Rectified file with new data by jittymolmathew92 · Pull Request #4 · D-Jeffrey/gedcom-samples

jittymolmathew92 · 2026-05-01T16:07:14Z

On behalf of GrampsWeb, I was in a research of the existing Queens.ged file. And identified several issues and updated the file according to the analysis. Updated the clean file by removing all unformatted date data, person don't have father and mother data, special characters, empty notes etc. The detailed report also attaching for your reference and new updated & cleaned file is there in the PR for your reference.

Queen_clean_import_report.md

jittymolmathew92 · 2026-05-01T16:19:33Z

@D-Jeffrey Could you please very the newly cleaned Queen.ged file? It was a different and exciting experience for me and waiting for you verification and comments on the same.

D-Jeffrey · 2026-05-03T19:15:44Z

Reviewing. The analyst is interesting and valid.

Any project that imports GED files should be able to handle hand-crafted records—data exported from other systems or maintained by a family member using their own tracking method. A key part of testing is whether the importer fails gracefully and how it reports or handles those failures. I know that GrampsWeb created Notes as part of the import. I’m also aware of the parent issue in this file, and I’ve seen other files with special-character problems as well. My main question is: are you aiming to support real-world test data, or only “clean”/perfect data, in GrampsWeb? The Queen dataset isn’t a great example for demonstrating lineage or family relationships because it includes many unique, disconnected individuals.

For my purposes have a less than perfect GED file is preferred. When such records are loaded, how does GrampsWeb respond—does the user need to correct everything and produce a perfect file before the import will work? For example, I’ve had exports from MyHeritage that incorrectly included HTML tags in the NOTE/CONC fields. My goal was to stress-test my project with complex, problematic data. As I work through these issues, I see several ways we could help users successfully bring their data into the application.

I'm concerning whether to move towards perfect data or hold onto the glitchy data which is the way I found it on the Internet.

DavidMStraub · 2026-05-04T07:13:51Z

Hi @D-Jeffrey, let me provide some more background. In the process of experimenting with new example trees for Gramps (and Gramps Web - it's the same for desktop and web), @jittymolmathew92 imported the Queen.ged file. Gramps (again, same import code for web and desktop) can import it, but lots of dates are recognized as "text only", which makes them readable but not sortable etc.

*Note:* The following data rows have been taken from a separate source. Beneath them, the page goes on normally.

//! 核心中间件模块

use axum::{extract::Request, middleware::Next, response::Response};
use std::time::Instant;
use tracing::{info, warn};

/// 请求日志中间件
pub async fn request_logging_middleware(req: Request, next: Next) -> Response {
    let start = Instant::now();
    let method = req.method().clone();
    let uri = req.uri().clone();
    let user_agent = req
        .headers()
        .get("user-agent")
        .and_then(|h| h.to_str().ok())
        .map(|s| s.to_string());

    let response = next.run(req).await;
    let status = response.status();

    let line = format!(
        "{} {} - {} - {}ms - User-Agent: {:?}",
        method,
        uri,
        status,
        start.elapsed().as_millis(),
        user_agent
    );
    // 5xx 提升为 warn
    if status.is_server_error() {
        warn!("{}", line);
    } else {
        info!("{}", line);
    }

    response
}
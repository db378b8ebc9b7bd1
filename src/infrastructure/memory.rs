//! 内存存储
//!
//! 记录按插入顺序保存在 `Vec` 中，读写由异步读写锁保护。
//! 未配置数据库时作为默认存储，测试也使用它。

use async_trait::async_trait;
use tokio::sync::RwLock;

use crate::app::stars::model::{NewStar, Star, StarId, StarPatch};
use crate::app::stars::repository::{
    DeleteResult, StarFilter, StarStore, StoreError, UpdateResult,
};

#[derive(Default)]
pub struct MemoryStarStore {
    stars: RwLock<Vec<Star>>,
}

impl MemoryStarStore {
    pub fn new() -> Self {
        Self::default()
    }

    pub async fn len(&self) -> usize {
        self.stars.read().await.len()
    }

    pub async fn is_empty(&self) -> bool {
        self.stars.read().await.is_empty()
    }
}

#[async_trait]
impl StarStore for MemoryStarStore {
    async fn insert(&self, payload: NewStar) -> Result<Star, StoreError> {
        let star = Star::from_new(StarId::new(), payload, chrono::Utc::now());
        self.stars.write().await.push(star.clone());
        Ok(star)
    }

    async fn find_by_id(&self, id: StarId) -> Result<Option<Star>, StoreError> {
        let stars = self.stars.read().await;
        Ok(stars.iter().find(|star| star.id == id).cloned())
    }

    async fn find(
        &self,
        filter: &StarFilter,
        skip: u64,
        limit: Option<u64>,
    ) -> Result<Vec<Star>, StoreError> {
        let stars = self.stars.read().await;
        let skip = usize::try_from(skip).unwrap_or(usize::MAX);
        let take = limit
            .map(|limit| usize::try_from(limit).unwrap_or(usize::MAX))
            .unwrap_or(usize::MAX);

        Ok(stars
            .iter()
            .filter(|star| filter.matches(star))
            .skip(skip)
            .take(take)
            .cloned()
            .collect())
    }

    async fn count(&self, filter: &StarFilter) -> Result<u64, StoreError> {
        let stars = self.stars.read().await;
        Ok(stars.iter().filter(|star| filter.matches(star)).count() as u64)
    }

    async fn update_by_id(&self, id: StarId, patch: StarPatch) -> Result<UpdateResult, StoreError> {
        let mut stars = self.stars.write().await;
        let matched_count = match stars.iter_mut().find(|star| star.id == id) {
            Some(star) => {
                star.apply(patch, chrono::Utc::now());
                1
            }
            None => 0,
        };
        Ok(UpdateResult { matched_count })
    }

    async fn delete_by_id(&self, id: StarId) -> Result<DeleteResult, StoreError> {
        let mut stars = self.stars.write().await;
        let before = stars.len();
        stars.retain(|star| star.id != id);
        Ok(DeleteResult {
            deleted_count: (before - stars.len()) as u64,
        })
    }

    async fn ping(&self) -> Result<(), StoreError> {
        Ok(())
    }
}

#[cfg(test)]
mod tests {
    use super::*;

    #[tokio::test]
    async fn test_insert_assigns_unique_ids() {
        let store = MemoryStarStore::new();
        let a = store.insert(NewStar::new("A", "a@x.com", "Film")).await.unwrap();
        let b = store.insert(NewStar::new("B", "b@x.com", "Film")).await.unwrap();

        assert_ne!(a.id, b.id);
        assert_eq!(store.len().await, 2);
        assert_eq!(store.find_by_id(b.id).await.unwrap(), Some(b));
    }

    #[tokio::test]
    async fn test_find_keeps_insertion_order() {
        let store = MemoryStarStore::new();
        for name in ["Cate", "Anna", "Brad"] {
            store.insert(NewStar::new(name, "x@x.com", "Film")).await.unwrap();
        }

        let stars = store.find(&StarFilter::all(), 1, Some(5)).await.unwrap();
        let names: Vec<_> = stars.iter().map(|s| s.name.as_str()).collect();
        assert_eq!(names, ["Anna", "Brad"]);

        let filter = StarFilter::name_contains("a").unwrap();
        assert_eq!(store.count(&filter).await.unwrap(), 3);
        assert!(store.find(&filter, 10, None).await.unwrap().is_empty());
    }

    #[tokio::test]
    async fn test_update_and_delete_counts() {
        let store = MemoryStarStore::new();
        let star = store.insert(NewStar::new("A", "a@x.com", "Film")).await.unwrap();

        let patch = StarPatch {
            major: Some("Acting".into()),
            ..Default::default()
        };
        assert_eq!(store.update_by_id(star.id, patch.clone()).await.unwrap().matched_count, 1);
        assert_eq!(store.update_by_id(StarId::new(), patch).await.unwrap().matched_count, 0);

        assert_eq!(store.delete_by_id(star.id).await.unwrap().deleted_count, 1);
        assert_eq!(store.delete_by_id(star.id).await.unwrap().deleted_count, 0);
        assert!(store.is_empty().await);
    }
}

This PR contains a file that's normalized to GEDCOM 5.5 standard (I know there isn't really a standard 😉) to avoid such problems. Whether this file is useful for this repo or not I'm not sure, totally up to you. For Gramps, it's just the starting point, a lot more needs to be added manually to make it a useful example database (sources, media, etc.).

D-Jeffrey · 2026-05-05T04:54:15Z

I hear what the request is. If you have a tool which does the work to automatically correct the GED file and produce the markdown, that is really interesting (and needs more testing). If you want to take a copy of the queen.ged or other files, that is fine. I did not create most of them, so I look for no credit. I'm not trying to be difficult. I do think copying and recopying records should be done carefully, especially if others are going to access them and use it for their information source. In my own private tree building, I drop brother and sisters who are not in the generational linage. I have seen others erroneously merge together family, and it is nightmare to unwind. When a genealogy line works, it is a great feeling, when the dates or names get merges or miss-written, the great feel disappears.

My version of the file has 8 less lines than the other sources of it on the Internet here [https://duncan.familygenes.ca/tng/members_data/0033ab/gedcom/Queen_Eliz_II.ged and here https://kingscoronation.com/queen-elizabeth-ii-gedcom-download/ because that was the only way I could get my input to work. The other examples in my collection were from Source Forge https://sourceforge.net/projects/godskingsheroes/ which seems to take it from https://famousfamilytrees.blogspot.com/. And I suspect those where assembled from hand me down sources.

The PR is for
1957 additions & 14545 deletions. The MD Log was very informative for many details and understated other details.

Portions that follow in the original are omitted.